On August 12, 1960, another accident occurred when a Ganz Works unit returning from Colonia Sarmiento lost brakes at El Sindicato, crashing a Drewry railcar that was leaving Comodoro Rivadavia at that time. Both railcars were destroyed with a result of 100 passengers injured and some killed by the impact.

In 1969 the lands were the railway line had been built were transferred to the Municipality of Comodoro Rivadavia. The tracks that crossed the downtown were removed and a stop near the port was built. During the 1970s the FCCRCS was restructured because of its deficit, obsolete rolling stock and the growth of population in the city. In 1971 the Comodoro station was closed to expedite the urban traffic, being replaced by a precarious stop near the port. The station became a heritage place.
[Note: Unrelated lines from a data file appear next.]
use uuid::Uuid;

use super::{AppState, Confirmation, CycleToken, Effect, Msg, Notice, Phase};
use crate::ai::RecipeRequest;
use crate::error::{GenerationError, ValidationError};
use crate::store::Slot;
use crate::types::{Recipe, SavedRecipe, ShoppingItem, View};

/// Shown whenever recipe generation fails; the cause is only logged.
pub const RECIPE_FAILURE_MESSAGE: &str = "The chef is busy... please try again in a moment.";

/// Apply one message to the state.
///
/// Returns the next state and the effects the runtime must perform. The input
/// state is consumed, so no caller can observe a half-applied transition.
pub fn update(state: AppState, msg: Msg) -> (AppState, Vec<Effect>) {
    let mut state = state;
    let mut effects = Vec::new();

    match msg {
        Msg::AddIngredient(raw) => add_ingredient(&mut state, &raw),
        Msg::RemoveIngredient(name) => state.pantry.retain(|i| *i != name),
        Msg::ToggleDietary(tag) => toggle_dietary(&mut state, &tag),
        Msg::SetCookingTime(bucket) => state.cooking_time = bucket,
        Msg::Generate => generate(&mut state, &mut effects),
        Msg::SaveCurrentRecipe => save_current_recipe(&mut state, &mut effects),
        Msg::AddAllToShoppingList => add_all_to_shopping_list(&mut state, &mut effects),
        Msg::AddManualShoppingItem(name) => add_manual_item(&mut state, &name, &mut effects),
        Msg::ToggleShoppingItem(id) => toggle_shopping_item(&mut state, id, &mut effects),
        Msg::RemoveShoppingItem(id) => remove_shopping_item(&mut state, id, &mut effects),
        Msg::ClearShoppingList => {
            effects.push(Effect::Confirm(Confirmation::ClearShoppingList));
        }
        Msg::ConfirmClearShoppingList => {
            if !state.shopping_list.is_empty() {
                state.shopping_list.clear();
                effects.push(Effect::Persist(Slot::ShoppingList));
            }
        }
        Msg::DeleteSavedRecipe(id) => {
            let before = state.saved_recipes.len();
            state.saved_recipes.retain(|s| s.id != id);
            if state.saved_recipes.len() != before {
                effects.push(Effect::Persist(Slot::Cookbook));
            }
        }
        Msg::LoadSavedRecipe(id) => load_saved_recipe(&mut state, id),
        Msg::SetView(view) => state.view = view,
        Msg::DismissError => state.error = None,
        Msg::RecipeGenerated { token, result } => {
            recipe_generated(&mut state, token, result, &mut effects)
        }
        Msg::ImageGenerated { token, result } => image_generated(&mut state, token, result),
    }

    (state, effects)
}

fn add_ingredient(state: &mut AppState, raw: &str) {
    let normalized = raw.trim().to_lowercase();
    if normalized.is_empty() || state.pantry.contains(&normalized) {
        return;
    }
    state.pantry.push(normalized);
}

fn toggle_dietary(state: &mut AppState, tag: &str) {
    let tag = tag.trim();
    if tag.is_empty() {
        return;
    }
    if let Some(pos) = state.dietary_restrictions.iter().position(|t| t == tag) {
        state.dietary_restrictions.remove(pos);
    } else {
        state.dietary_restrictions.push(tag.to_string());
    }
}

fn generate(state: &mut AppState, effects: &mut Vec<Effect>) {
    if state.pantry.is_empty() {
        state.error = Some(ValidationError::EmptyPantry.to_string());
        return;
    }

    let token = state.last_token.next();
    state.last_token = token;
    state.phase = Phase::RecipePending(token);
    state.error = None;
    state.recipe = None;
    state.image_url = None;
    state.view = View::Home;

    tracing::info!(
        token = %token,
        ingredients = state.pantry.len(),
        restrictions = state.dietary_restrictions.len(),
        cooking_time = %state.cooking_time,
        "Starting generation cycle"
    );

    effects.push(Effect::RequestRecipe {
        token,
        request: RecipeRequest {
            ingredients: state.pantry.clone(),
            restrictions: state.dietary_restrictions.clone(),
            cooking_time: state.cooking_time,
        },
    });
}

fn recipe_generated(
    state: &mut AppState,
    token: CycleToken,
    result: Result<Recipe, GenerationError>,
    effects: &mut Vec<Effect>,
) {
    if state.phase != Phase::RecipePending(token) {
        tracing::debug!(token = %token, phase = ?state.phase, "Discarding stale recipe result");
        return;
    }

    match result {
        Ok(recipe) => {
            tracing::info!(token = %token, title = %recipe.title, "Recipe generated");
            effects.push(Effect::RequestImage {
                token,
                title: recipe.title.clone(),
                description: recipe.description.clone(),
            });
            state.recipe = Some(recipe);
            state.phase = Phase::ImagePending(token);
        }
        Err(e) => {
            tracing::warn!(token = %token, error = %e, "Recipe generation failed");
            state.phase = Phase::RecipeFailed(token);
            state.error = Some(RECIPE_FAILURE_MESSAGE.to_string());
        }
    }
}

fn image_generated(
    state: &mut AppState,
    token: CycleToken,
    result: Result<String, GenerationError>,
) {
    if state.phase != Phase::ImagePending(token) {
        tracing::debug!(token = %token, phase = ?state.phase, "Discarding stale image result");
        return;
    }

    match result {
        Ok(image_url) => {
            tracing::info!(token = %token, bytes = image_url.len(), "Image generated");
            state.image_url = Some(image_url);
            state.phase = Phase::Ready(token);
        }
        Err(e) => {
            tracing::warn!(
                token = %token,
                error = %e,
                "Image generation failed, keeping recipe without image"
            );
            state.phase = Phase::ImageFailed(token);
        }
    }
}

fn save_current_recipe(state: &mut AppState, effects: &mut Vec<Effect>) {
    let Some(recipe) = state.recipe.as_ref() else {
        return;
    };
    if state.is_title_saved(&recipe.title) {
        return;
    }

    let saved = SavedRecipe::new(recipe.clone(), state.image_url.clone());
    state.saved_recipes.insert(0, saved);
    effects.push(Effect::Persist(Slot::Cookbook));
}

fn add_all_to_shopping_list(state: &mut AppState, effects: &mut Vec<Effect>) {
    let Some(recipe) = state.recipe.as_ref() else {
        return;
    };

    let items: Vec<ShoppingItem> = recipe.ingredients.iter().map(ShoppingItem::from).collect();
    let count = items.len();
    state.shopping_list.extend(items);

    if count > 0 {
        effects.push(Effect::Persist(Slot::ShoppingList));
    }
    effects.push(Effect::Notify(Notice::IngredientsAdded { count }));
}

fn add_manual_item(state: &mut AppState, name: &str, effects: &mut Vec<Effect>) {
    let name = name.trim();
    if name.is_empty() {
        tracing::debug!("{}", ValidationError::EmptyItemName);
        return;
    }

    state.shopping_list.insert(0, ShoppingItem::new(name, ""));
    effects.push(Effect::Persist(Slot::ShoppingList));
}

fn toggle_shopping_item(state: &mut AppState, id: Uuid, effects: &mut Vec<Effect>) {
    if let Some(item) = state.shopping_list.iter_mut().find(|i| i.id == id) {
        item.checked = !item.checked;
        effects.push(Effect::Persist(Slot::ShoppingList));
    }
}

fn remove_shopping_item(state: &mut AppState, id: Uuid, effects: &mut Vec<Effect>) {
    let before = state.shopping_list.len();
    state.shopping_list.retain(|i| i.id != id);
    if state.shopping_list.len() != before {
        effects.push(Effect::Persist(Slot::ShoppingList));
    }
}

fn load_saved_recipe(state: &mut AppState, id: Uuid) {
    let Some(saved) = state.saved_recipes.iter().find(|s| s.id == id) else {
        return;
    };

    state.recipe = Some(saved.recipe.clone());
    state.image_url = saved.image_url.clone();
    state.view = View::Home;

    // Results of an in-flight cycle must not overwrite the loaded pair.
    if state.phase.is_in_flight() {
        tracing::debug!(phase = ?state.phase, "Loading saved recipe supersedes generation cycle");
        state.last_token = state.last_token.next();
        state.phase = Phase::Idle;
    }
}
The Sarmiento station building would become the Regional Museum "Desiderio Torres" after the first section was definitely closed in 1977. In the late 1970s the lack of investments in the railway was made felt in the rolling stock, with steam locomotives, Ganz and Drewry railcars that were obsolete by then. Moreover, only one of the three Ganz Works was operating.

The employees of the FCCRCS made their best to keep the line active, sometimes collecting missing spares from Temperley, Tolosa and Haedo workshops, after driving from the Patagonia to Greater Buenos Aires. In other cases, the employees themselves manufactured the spare parts to keep Drewry railcars running on the tracks.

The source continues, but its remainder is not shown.